Kernel#system bug?

Running Ruby 1.8.4 on Linux

This problem seems to exist with the system() function but also has the
same problem with IO#popen. Seems the working directory of a subshell
can be affected by the command being executed? In the first call to
popen, I'm just executing "env". In the second, I'm calling "env;"
(with a semicolon. I encountered this because some commands I was
calling with system() were unable to find files that should have been
in the directory that I chdir'd to.

Program and Output below.

Thanks,
Charlton

Program:

Dir.mkdir("bug") if !FileTest.exists?("bug")
File.open("bug/bugfile", "w") { |file|
    file << "Bug!"
}
Dir.chdir("bug")

puts "without semi-colon"
IO.popen("env").readlines.each do |entry|
    puts entry if entry =~ /PWD/
end

puts "with semi-colon"
IO.popen("env;").readlines.each do |entry|
    puts entry if entry =~ /PWD/
end

Output:

without semi-colon
PWD=/user/blah/tests/ruby
with semi-colon
PWD=/user/blah/tests/ruby/bug

See the recent discussion on ruby-core.

···

On Dec 20, 2006, at 13:45, Charlton wrote:

Running Ruby 1.8.4 on Linux

This problem seems to exist with the system() function but also has the
same problem with IO#popen. Seems the working directory of a subshell
can be affected by the command being executed? In the first call to
popen, I'm just executing "env". In the second, I'm calling "env;"
(with a semicolon. I encountered this because some commands I was
calling with system() were unable to find files that should have been
in the directory that I chdir'd to.

--
Eric Hodel - drbrain@segment7.net - http://blog.segment7.net

I LIT YOUR GEM ON FIRE!

Hi,

At Thu, 21 Dec 2006 06:45:06 +0900,
Charlton wrote in [ruby-talk:230639]:

Program:

Dir.mkdir("bug") if !FileTest.exists?("bug")
File.open("bug/bugfile", "w") { |file|
    file << "Bug!"
}
Dir.chdir("bug")

puts "without semi-colon"
IO.popen("env").readlines.each do |entry|
    puts entry if entry =~ /PWD/
end

puts "with semi-colon"
IO.popen("env;").readlines.each do |entry|
    puts entry if entry =~ /PWD/
end

Output:

without semi-colon
PWD=/user/blah/tests/ruby
with semi-colon
PWD=/user/blah/tests/ruby/bug

It is natural result.
PWD is not set by OS automatically, but set by sh.

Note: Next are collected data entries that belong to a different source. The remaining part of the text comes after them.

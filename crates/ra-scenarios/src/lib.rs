//! Run settings and the temporal structure of a synthesized scenario.

pub mod settings;
pub mod temporal;

pub use settings::{
    load_settings_from_path, validate, HydroBinningSpec, InputPaths, RunSection, RunSettings,
    SchemeSpec, WeatherBinningSpec,
};
pub use temporal::{
    assemble_temporal_scenario, Boundary, HorizonRow, TemporalOutput, TemporalScenario,
    TemporalSettings, TimepointRow,
};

You should use getcwd() in C or Dir.pwd in ruby instead of
relying on $PWD.

···

--
Nobu Nakada

Hi Nobu,

Hm, I'm not sure I understand how this is natural. It's true that the
shell sets PWD but if I'm executing the same command from within a
Kernel#system call, I would have expected the directory context to be
consistent. If the directory viewed by the shell isn't coherent with
wherever I've taken ruby to (via Dir.chdir), then I would almost say
it's a busted implementation.

Cherers,
Charlton

Nobuyoshi Nakada wrote:

···

Hi,

At Thu, 21 Dec 2006 06:45:06 +0900,
Charlton wrote in [ruby-talk:230639]:
> Program:
>
> Dir.mkdir("bug") if !FileTest.exists?("bug")
> File.open("bug/bugfile", "w") { |file|
> file << "Bug!"
> }
> Dir.chdir("bug")
>
> puts "without semi-colon"
> IO.popen("env").readlines.each do |entry|
> puts entry if entry =~ /PWD/
> end
>
> puts "with semi-colon"
> IO.popen("env;").readlines.each do |entry|
> puts entry if entry =~ /PWD/
> end
>
> Output:
>
> without semi-colon
> PWD=/user/blah/tests/ruby
> with semi-colon
> PWD=/user/blah/tests/ruby/bug

It is natural result.
PWD is not set by OS automatically, but set by sh.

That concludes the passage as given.